You think you know zombie fiction. But you don’t. Just look no further than The Infects by Sean Beaudoin, a genre-bending twist on the uber-popular zombie theme that will warp your sensibilities about the walking dead.
Teenage angst and sexuality collide with chicken guts and reanimated corpses for an explosively hilarious and twisted tale that completely reinvents the zombie genre.
Seventeen-year-old Nero is stuck in the wilderness with a bunch of other juvenile delinquents on an “Inward Trek.” As if that weren’t bad enough, his counselors have turned into flesh-eating maniacs overnight and are now chowing down on his fellow miscreants. As in any classic monster flick worth its salted popcorn, plentiful carnage sends survivors rabbiting into the woods while the mindless horde of “infects” shambles, moans, and drools behind. Of course, these kids have seen zombie movies. They generate “Zombie Rules” almost as quickly as cheeky remarks, but attitude alone can’t keep the biters back.
Serving up a cast of irreverent, slightly twisted characters, an unexpected villain, and an ending you won’t see coming, here is a savvy tale that that’s a delight to read—whether you’re a rabid zombie fan or freshly bitten—and an incisive commentary on the evil that lurks within each of us.
The Infects is a twisted book.
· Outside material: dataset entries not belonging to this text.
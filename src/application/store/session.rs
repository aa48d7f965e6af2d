use tracing::{debug, info, warn};

use super::{LoadingFlag, MarketplaceStore};
use crate::domain::View;

const LOGIN_SUCCESS: &str = "Login successful! Welcome back.";
const LOGIN_FAILED: &str = "Login failed. Please try again.";
const SIGNUP_SUCCESS: &str = "Account created successfully! Welcome to AutoSphere.";
const SIGNUP_FAILED: &str = "Signup failed. Please try again.";
const PASSWORDS_MISMATCH: &str = "Passwords do not match!";
const LOGGED_OUT: &str = "You have been logged out.";

impl MarketplaceStore {
    /// Restores the session from the persisted token.
    ///
    /// Any failure, including an unreadable store, is treated as "not
    /// authenticated" and ends in [`Self::logout`].
    pub async fn check_auth(&self) {
        let token = match self.restore.stored_token().await {
            Ok(Some(token)) => token,
            Ok(None) => {
                debug!("No stored session");
                return;
            }
            Err(e) => {
                warn!(error = %e, "Auth check failed");
                self.logout().await;
                return;
            }
        };

        match self.restore.confirm(token).await {
            Ok(session) => {
                self.state.lock().session.sign_in(session.token, session.user);
                self.load_favorites().await;
            }
            Err(e) if e.is_auth_failure() => {
                info!(error = %e, "Stored session rejected");
                self.logout().await;
            }
            Err(e) => {
                warn!(error = %e, network = e.is_network_error(), "Auth check failed");
                self.logout().await;
            }
        }
    }

    /// Submits the login form. Returns whether the user is now signed in.
    pub async fn login(&self) -> bool {
        let credentials = {
            let mut state = self.state.lock();
            state.ui.login_error.clear();
            state.ui.login_form.credentials()
        };
        let _loading = self.loading(LoadingFlag::Auth);

        match self.sign_in.login(&credentials).await {
            Ok(grant) => {
                {
                    let mut state = self.state.lock();
                    state.session.sign_in(grant.token, grant.user);
                    state.ui.close_modal();
                }
                self.notifications.success(LOGIN_SUCCESS);
                self.load_favorites().await;
                true
            }
            Err(e) => {
                let message = e.server_message().unwrap_or(LOGIN_FAILED).to_string();
                self.state.lock().ui.login_error = message;
                false
            }
        }
    }

    /// Submits the signup form. Returns whether the account was created.
    ///
    /// Mismatched passwords fail locally without contacting the API.
    pub async fn signup(&self) -> bool {
        let registration = {
            let mut state = self.state.lock();
            state.ui.signup_error.clear();
            if !state.ui.signup_form.passwords_match() {
                debug!("Signup rejected locally: passwords differ");
                state.ui.signup_error = PASSWORDS_MISMATCH.to_string();
                return false;
            }
            state.ui.signup_form.registration()
        };
        let _loading = self.loading(LoadingFlag::Auth);

        match self.sign_in.register(&registration).await {
            Ok(grant) => {
                {
                    let mut state = self.state.lock();
                    state.session.sign_in(grant.token, grant.user);
                    state.ui.close_modal();
                }
                self.notifications.success(SIGNUP_SUCCESS);
                true
            }
            Err(e) => {
                let message = e.server_message().unwrap_or(SIGNUP_FAILED).to_string();
                self.state.lock().ui.signup_error = message;
                false
            }
        }
    }

    /// Ends the session and forgets everything tied to it.
    ///
    /// Session and favorites are cleared under one lock, so no reader sees
    /// one without the other.
    pub async fn logout(&self) {
        {
            let mut state = self.state.lock();
            state.session.clear();
            state.favorites.clear();
            if state.ui.view == View::Favorites {
                state.ui.view = View::Home;
            }
        }
        info!("Logged out");
        self.notifications.info(LOGGED_OUT);

        if let Err(e) = self.sign_in.delete_token().await {
            warn!(error = %e, "Stored token could not be removed");
        }
    }
}

#[cfg(test)]
mod tests {
    use super::super::test_support::{grant, page, profile, Harness};
    use crate::domain::entities::AuthToken;
    use crate::domain::ports::mocks::{FavoriteCall, MockAuthPort, MockTokenStorage};
    use crate::domain::ports::TokenStoragePort;
    use crate::domain::{ApiError, Car, ModalKind, NotificationKind, View};

    #[tokio::test]
    async fn test_check_auth_without_token_is_noop() {
        let mut auth = MockAuthPort::new();
        auth.expect_fetch_profile().never();
        let harness = Harness::with_auth(auth);

        harness.store.check_auth().await;

        assert!(!harness.store.is_logged_in());
        assert!(harness.store.notifications().active().is_empty());
        assert!(harness.favorites.calls().is_empty());
    }

    #[tokio::test]
    async fn test_check_auth_restores_session_and_favorites() {
        let harness =
            Harness::logged_in(vec![Car::new("a", "Audi", "A4"), Car::new("b", "BMW", "X5")]).await;

        let snapshot = harness.store.snapshot();
        assert!(snapshot.is_logged_in);
        assert_eq!(snapshot.user, profile());
        assert_eq!(snapshot.favorites.len(), 2);
        assert!(harness.store.is_favorite(&"a".into()));
    }

    #[tokio::test]
    async fn test_check_auth_failure_logs_out_silently() {
        let mut auth = MockAuthPort::new();
        auth.expect_fetch_profile()
            .returning(|_| Err(ApiError::unauthorized("jwt expired")));
        let storage = MockTokenStorage::with_token(AuthToken::new_unchecked("stale"));
        let harness = Harness::build(auth, storage, Default::default());

        harness.store.check_auth().await;

        assert!(!harness.store.is_logged_in());
        assert!(!harness.storage.has_token().await.unwrap());
        let kinds: Vec<_> = harness
            .store
            .notifications()
            .active()
            .into_iter()
            .map(|n| n.kind)
            .collect();
        assert!(!kinds.contains(&NotificationKind::Error));
    }

    #[tokio::test]
    async fn test_check_auth_unreachable_api_logs_out() {
        let mut auth = MockAuthPort::new();
        auth.expect_fetch_profile()
            .times(1)
            .returning(|_| Err(ApiError::network("connection refused")));
        let storage = MockTokenStorage::with_token(AuthToken::new_unchecked("saved"));
        let harness = Harness::build(auth, storage, Default::default());

        harness.store.check_auth().await;

        assert!(!harness.store.is_logged_in());
        assert!(harness.store.current_token().is_none());
        assert!(!harness.storage.has_token().await.unwrap());
        assert!(harness.favorites.calls().is_empty());
    }

    #[tokio::test]
    async fn test_check_auth_unreadable_storage_logs_out() {
        let mut auth = MockAuthPort::new();
        auth.expect_fetch_profile().never();
        let harness = Harness::build(auth, MockTokenStorage::unreadable(), Default::default());

        harness.store.check_auth().await;

        assert!(!harness.store.is_logged_in());
    }

    #[tokio::test]
    async fn test_login_success() {
        let mut auth = MockAuthPort::new();
        auth.expect_login()
            .withf(|c| c.email == "ana@example.com" && c.password == "secret")
            .times(1)
            .returning(|_| Ok(grant("fresh")));
        let harness = Harness::with_auth(auth);
        harness.store.open_login();
        harness.store.update_login_form(|form| {
            form.email = "ana@example.com".into();
            form.password = "secret".into();
        });

        assert!(harness.store.login().await);

        let snapshot = harness.store.snapshot();
        assert!(snapshot.is_logged_in);
        assert_eq!(snapshot.modal, None);
        assert!(!snapshot.is_loading);
        assert!(snapshot.login_error.is_empty());
        assert_eq!(
            harness.storage.get_token().await.unwrap().unwrap().as_str(),
            "fresh"
        );
        assert_eq!(harness.favorites.calls(), vec![FavoriteCall::List]);
        assert_eq!(
            snapshot.notifications.last().unwrap().message,
            "Login successful! Welcome back."
        );

        harness.store.update_login_form(|form| {
            assert!(form.email.is_empty());
            assert!(form.password.is_empty());
        });
    }

    #[tokio::test]
    async fn test_login_failure_shows_server_message() {
        let mut auth = MockAuthPort::new();
        auth.expect_login()
            .returning(|_| Err(ApiError::rejected(401, "Invalid email or password")));
        let harness = Harness::with_auth(auth);
        harness.store.open_login();

        assert!(!harness.store.login().await);

        let snapshot = harness.store.snapshot();
        assert!(!snapshot.is_logged_in);
        assert!(!snapshot.is_loading);
        assert_eq!(snapshot.modal, Some(ModalKind::Login));
        assert_eq!(snapshot.login_error, "Invalid email or password");
        assert!(!harness.storage.has_token().await.unwrap());
    }

    #[tokio::test]
    async fn test_login_network_failure_uses_generic_message() {
        let mut auth = MockAuthPort::new();
        auth.expect_login()
            .returning(|_| Err(ApiError::network("connection refused")));
        let harness = Harness::with_auth(auth);

        assert!(!harness.store.login().await);
        assert_eq!(harness.store.login_error(), "Login failed. Please try again.");
    }

    #[tokio::test]
    async fn test_signup_password_mismatch_skips_network() {
        let mut auth = MockAuthPort::new();
        auth.expect_register().never();
        let harness = Harness::with_auth(auth);
        harness.store.open_signup();
        harness.store.update_signup_form(|form| {
            form.name = "Ana".into();
            form.email = "ana@example.com".into();
            form.password = "one".into();
            form.confirm_password = "two".into();
        });

        assert!(!harness.store.signup().await);

        assert_eq!(harness.store.signup_error(), "Passwords do not match!");
        assert!(!harness.store.is_loading());
        assert_eq!(harness.store.modal(), Some(ModalKind::Signup));
    }

    #[tokio::test]
    async fn test_signup_success_does_not_load_favorites() {
        let mut auth = MockAuthPort::new();
        auth.expect_register()
            .withf(|r| r.name == "Ana" && r.password == "pw")
            .times(1)
            .returning(|_| Ok(grant("new-account")));
        let harness = Harness::with_auth(auth);
        harness.store.open_signup();
        harness.store.update_signup_form(|form| {
            form.name = "Ana".into();
            form.email = "ana@example.com".into();
            form.password = "pw".into();
            form.confirm_password = "pw".into();
        });

        assert!(harness.store.signup().await);

        assert!(harness.store.is_logged_in());
        assert_eq!(harness.store.modal(), None);
        assert!(harness.storage.has_token().await.unwrap());
        assert!(harness.favorites.calls().is_empty());
    }

    #[tokio::test]
    async fn test_signup_failure_fallback_message() {
        let mut auth = MockAuthPort::new();
        auth.expect_register()
            .returning(|_| Err(ApiError::decode("unexpected body")));
        let harness = Harness::with_auth(auth);

        assert!(!harness.store.signup().await);
        assert_eq!(harness.store.signup_error(), "Signup failed. Please try again.");
    }

    #[tokio::test]
    async fn test_logout_clears_everything() {
        let harness = Harness::logged_in(vec![Car::new("a", "Audi", "A4")]).await;
        harness.store.navigate(View::Favorites).await;

        harness.store.logout().await;

        let snapshot = harness.store.snapshot();
        assert!(!snapshot.is_logged_in);
        assert!(snapshot.user.is_anonymous());
        assert!(snapshot.favorites.is_empty());
        assert!(!harness.store.is_favorite(&"a".into()));
        assert_eq!(snapshot.view, View::Home);
        assert!(!harness.storage.has_token().await.unwrap());
        assert_eq!(
            snapshot.notifications.last().map(|n| (n.kind, n.message.as_str())),
            Some((NotificationKind::Info, "You have been logged out."))
        );
    }

    #[tokio::test]
    async fn test_logout_keeps_browse_view() {
        let harness = Harness::logged_in(Vec::new()).await;
        harness.catalog.push_response(Ok(page(1, 1)));
        harness.store.search().await;

        harness.store.logout().await;

        assert_eq!(harness.store.view(), View::Browse);
    }
}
A twisted story. And containing many sick and twisted scenes. But you should expect nothing less from the author of You Killed Wesley Payne — and so things like sexy, wound-licking naked zombie chicks and killer buckets of fried chicken somehow make sense in the warped, twisted world Beaudoin has created.
He has brilliantly tackled a story about troubled teens and submerged into a live or die or becoming living dead scenario that turns the classic zombie rules on their head. He even cleverly interjects his manuscript with “Zombrules” that both pay homage to and shatter what popular culture has crafted as “zombie lore” up to now.
And the ending. Man, what a kicker. The Infects is in stores now.